Work through the listing below and state how many of its lines hold the word "Some". Give no other output.

Entries provided:
+---+
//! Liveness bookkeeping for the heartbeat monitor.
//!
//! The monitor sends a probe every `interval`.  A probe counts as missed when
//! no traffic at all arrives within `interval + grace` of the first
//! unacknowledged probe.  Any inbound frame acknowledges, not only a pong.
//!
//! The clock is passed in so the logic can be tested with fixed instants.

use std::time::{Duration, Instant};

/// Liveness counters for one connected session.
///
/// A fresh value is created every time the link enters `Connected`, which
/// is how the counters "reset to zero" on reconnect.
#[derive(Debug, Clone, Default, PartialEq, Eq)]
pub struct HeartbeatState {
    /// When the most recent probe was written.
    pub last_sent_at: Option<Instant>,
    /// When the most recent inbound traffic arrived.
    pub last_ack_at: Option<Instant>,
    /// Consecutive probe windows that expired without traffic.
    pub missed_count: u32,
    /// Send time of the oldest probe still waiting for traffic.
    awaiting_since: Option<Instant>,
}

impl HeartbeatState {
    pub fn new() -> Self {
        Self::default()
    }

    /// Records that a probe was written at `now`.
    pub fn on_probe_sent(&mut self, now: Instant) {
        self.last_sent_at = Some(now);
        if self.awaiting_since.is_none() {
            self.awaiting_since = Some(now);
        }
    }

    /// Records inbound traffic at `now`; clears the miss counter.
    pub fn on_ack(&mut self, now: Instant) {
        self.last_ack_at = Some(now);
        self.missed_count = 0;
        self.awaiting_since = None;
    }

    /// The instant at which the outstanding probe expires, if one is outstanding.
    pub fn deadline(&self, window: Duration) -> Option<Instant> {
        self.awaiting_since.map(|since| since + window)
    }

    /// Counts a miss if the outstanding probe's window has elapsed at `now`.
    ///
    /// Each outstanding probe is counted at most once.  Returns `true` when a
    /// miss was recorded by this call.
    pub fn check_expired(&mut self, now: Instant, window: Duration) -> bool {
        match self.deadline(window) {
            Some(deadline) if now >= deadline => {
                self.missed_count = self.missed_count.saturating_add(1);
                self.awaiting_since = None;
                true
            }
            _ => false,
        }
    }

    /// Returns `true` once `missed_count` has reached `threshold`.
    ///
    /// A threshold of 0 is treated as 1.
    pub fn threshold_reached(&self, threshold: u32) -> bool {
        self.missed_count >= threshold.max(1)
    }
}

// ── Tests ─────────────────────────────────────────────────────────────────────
+---+
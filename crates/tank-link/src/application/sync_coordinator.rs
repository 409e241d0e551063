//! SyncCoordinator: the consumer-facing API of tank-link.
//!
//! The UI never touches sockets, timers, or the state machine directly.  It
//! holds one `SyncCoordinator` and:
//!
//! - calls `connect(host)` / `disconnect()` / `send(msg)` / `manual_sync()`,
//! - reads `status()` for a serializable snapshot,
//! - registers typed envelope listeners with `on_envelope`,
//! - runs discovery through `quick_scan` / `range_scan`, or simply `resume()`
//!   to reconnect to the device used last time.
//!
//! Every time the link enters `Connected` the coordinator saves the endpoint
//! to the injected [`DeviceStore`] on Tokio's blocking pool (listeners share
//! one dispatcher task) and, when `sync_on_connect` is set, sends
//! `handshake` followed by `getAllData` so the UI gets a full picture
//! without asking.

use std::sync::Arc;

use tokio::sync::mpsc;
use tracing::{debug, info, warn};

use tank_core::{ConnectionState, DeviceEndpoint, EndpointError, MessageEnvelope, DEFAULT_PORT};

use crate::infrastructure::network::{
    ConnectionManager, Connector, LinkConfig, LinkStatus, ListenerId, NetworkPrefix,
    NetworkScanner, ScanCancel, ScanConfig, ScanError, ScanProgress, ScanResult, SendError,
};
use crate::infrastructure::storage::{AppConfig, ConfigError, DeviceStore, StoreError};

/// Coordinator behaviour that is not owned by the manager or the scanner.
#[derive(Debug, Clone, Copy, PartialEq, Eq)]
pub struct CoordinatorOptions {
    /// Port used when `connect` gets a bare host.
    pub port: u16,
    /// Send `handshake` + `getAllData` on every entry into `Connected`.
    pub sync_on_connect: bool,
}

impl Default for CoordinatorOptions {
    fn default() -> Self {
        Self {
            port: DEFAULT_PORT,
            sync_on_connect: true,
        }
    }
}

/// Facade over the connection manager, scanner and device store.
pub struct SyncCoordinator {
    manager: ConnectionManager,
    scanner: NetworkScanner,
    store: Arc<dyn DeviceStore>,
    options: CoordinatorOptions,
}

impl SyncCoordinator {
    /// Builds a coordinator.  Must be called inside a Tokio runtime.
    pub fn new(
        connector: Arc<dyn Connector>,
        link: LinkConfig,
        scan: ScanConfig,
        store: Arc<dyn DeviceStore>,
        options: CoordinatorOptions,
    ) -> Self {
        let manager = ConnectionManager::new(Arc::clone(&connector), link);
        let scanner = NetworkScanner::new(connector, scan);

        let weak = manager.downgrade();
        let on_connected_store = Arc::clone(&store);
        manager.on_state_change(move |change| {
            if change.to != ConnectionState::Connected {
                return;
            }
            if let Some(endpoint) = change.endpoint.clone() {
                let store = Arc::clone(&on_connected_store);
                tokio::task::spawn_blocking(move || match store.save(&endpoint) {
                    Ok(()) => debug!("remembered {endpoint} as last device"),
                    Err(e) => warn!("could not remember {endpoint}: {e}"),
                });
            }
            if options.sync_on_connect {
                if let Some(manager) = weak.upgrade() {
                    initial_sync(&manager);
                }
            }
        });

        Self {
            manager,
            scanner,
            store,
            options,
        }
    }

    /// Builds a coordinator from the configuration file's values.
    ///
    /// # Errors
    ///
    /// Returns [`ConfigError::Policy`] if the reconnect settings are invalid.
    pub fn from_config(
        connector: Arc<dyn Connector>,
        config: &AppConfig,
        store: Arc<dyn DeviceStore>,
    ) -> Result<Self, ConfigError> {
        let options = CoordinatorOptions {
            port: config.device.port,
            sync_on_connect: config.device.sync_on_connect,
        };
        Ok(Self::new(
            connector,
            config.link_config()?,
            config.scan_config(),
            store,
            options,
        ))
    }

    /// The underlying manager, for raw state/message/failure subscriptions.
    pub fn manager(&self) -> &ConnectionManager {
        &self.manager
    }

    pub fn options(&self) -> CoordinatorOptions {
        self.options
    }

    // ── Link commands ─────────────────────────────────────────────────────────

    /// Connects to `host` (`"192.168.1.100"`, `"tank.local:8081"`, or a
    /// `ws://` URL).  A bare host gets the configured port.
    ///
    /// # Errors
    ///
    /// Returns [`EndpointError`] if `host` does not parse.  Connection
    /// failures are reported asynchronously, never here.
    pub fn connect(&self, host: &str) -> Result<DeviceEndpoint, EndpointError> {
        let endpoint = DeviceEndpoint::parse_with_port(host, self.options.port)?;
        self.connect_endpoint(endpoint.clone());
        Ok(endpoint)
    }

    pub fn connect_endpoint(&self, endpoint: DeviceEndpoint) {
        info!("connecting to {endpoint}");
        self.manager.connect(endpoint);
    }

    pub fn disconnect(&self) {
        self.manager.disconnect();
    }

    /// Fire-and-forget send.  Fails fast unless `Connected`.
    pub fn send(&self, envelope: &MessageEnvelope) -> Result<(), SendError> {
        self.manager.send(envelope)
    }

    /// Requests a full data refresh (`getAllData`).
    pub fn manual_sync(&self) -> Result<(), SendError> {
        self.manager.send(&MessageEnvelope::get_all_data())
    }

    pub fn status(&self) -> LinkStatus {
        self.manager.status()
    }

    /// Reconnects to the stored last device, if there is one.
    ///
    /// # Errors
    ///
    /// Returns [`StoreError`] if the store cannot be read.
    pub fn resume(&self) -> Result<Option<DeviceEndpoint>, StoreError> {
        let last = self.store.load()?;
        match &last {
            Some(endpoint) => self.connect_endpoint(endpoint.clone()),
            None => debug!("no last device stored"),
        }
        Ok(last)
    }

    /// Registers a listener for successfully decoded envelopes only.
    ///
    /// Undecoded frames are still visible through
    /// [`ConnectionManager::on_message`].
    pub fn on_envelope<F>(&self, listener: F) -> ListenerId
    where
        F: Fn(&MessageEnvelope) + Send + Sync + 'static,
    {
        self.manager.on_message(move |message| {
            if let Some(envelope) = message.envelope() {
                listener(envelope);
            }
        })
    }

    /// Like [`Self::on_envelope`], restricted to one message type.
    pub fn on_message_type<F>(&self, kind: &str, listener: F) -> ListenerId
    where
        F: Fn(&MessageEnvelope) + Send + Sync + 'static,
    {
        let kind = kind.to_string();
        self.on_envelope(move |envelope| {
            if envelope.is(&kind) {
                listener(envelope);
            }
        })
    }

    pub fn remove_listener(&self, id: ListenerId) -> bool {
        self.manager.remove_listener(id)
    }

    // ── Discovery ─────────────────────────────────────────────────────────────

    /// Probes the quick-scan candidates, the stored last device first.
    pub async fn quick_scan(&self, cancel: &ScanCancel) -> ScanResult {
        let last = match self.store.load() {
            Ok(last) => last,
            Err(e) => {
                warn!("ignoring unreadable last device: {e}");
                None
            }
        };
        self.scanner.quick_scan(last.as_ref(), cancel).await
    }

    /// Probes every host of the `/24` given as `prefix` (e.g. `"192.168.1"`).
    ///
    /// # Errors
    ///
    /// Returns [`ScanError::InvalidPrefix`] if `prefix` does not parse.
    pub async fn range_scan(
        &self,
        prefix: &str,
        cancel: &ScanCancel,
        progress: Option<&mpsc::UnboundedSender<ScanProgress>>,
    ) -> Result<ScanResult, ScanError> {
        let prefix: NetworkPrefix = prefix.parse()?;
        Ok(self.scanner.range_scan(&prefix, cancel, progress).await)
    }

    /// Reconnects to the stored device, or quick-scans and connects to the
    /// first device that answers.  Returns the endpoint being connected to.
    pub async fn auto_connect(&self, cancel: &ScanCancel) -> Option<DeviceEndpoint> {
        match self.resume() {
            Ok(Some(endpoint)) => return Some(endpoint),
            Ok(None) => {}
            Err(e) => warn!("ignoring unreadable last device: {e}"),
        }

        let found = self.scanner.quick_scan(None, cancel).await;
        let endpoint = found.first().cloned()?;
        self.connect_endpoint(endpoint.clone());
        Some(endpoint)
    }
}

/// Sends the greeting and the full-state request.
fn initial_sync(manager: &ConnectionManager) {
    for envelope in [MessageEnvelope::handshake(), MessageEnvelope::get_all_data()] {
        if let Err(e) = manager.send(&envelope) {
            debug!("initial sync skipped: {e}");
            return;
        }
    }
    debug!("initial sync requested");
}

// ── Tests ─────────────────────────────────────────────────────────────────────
+---+
Result: 10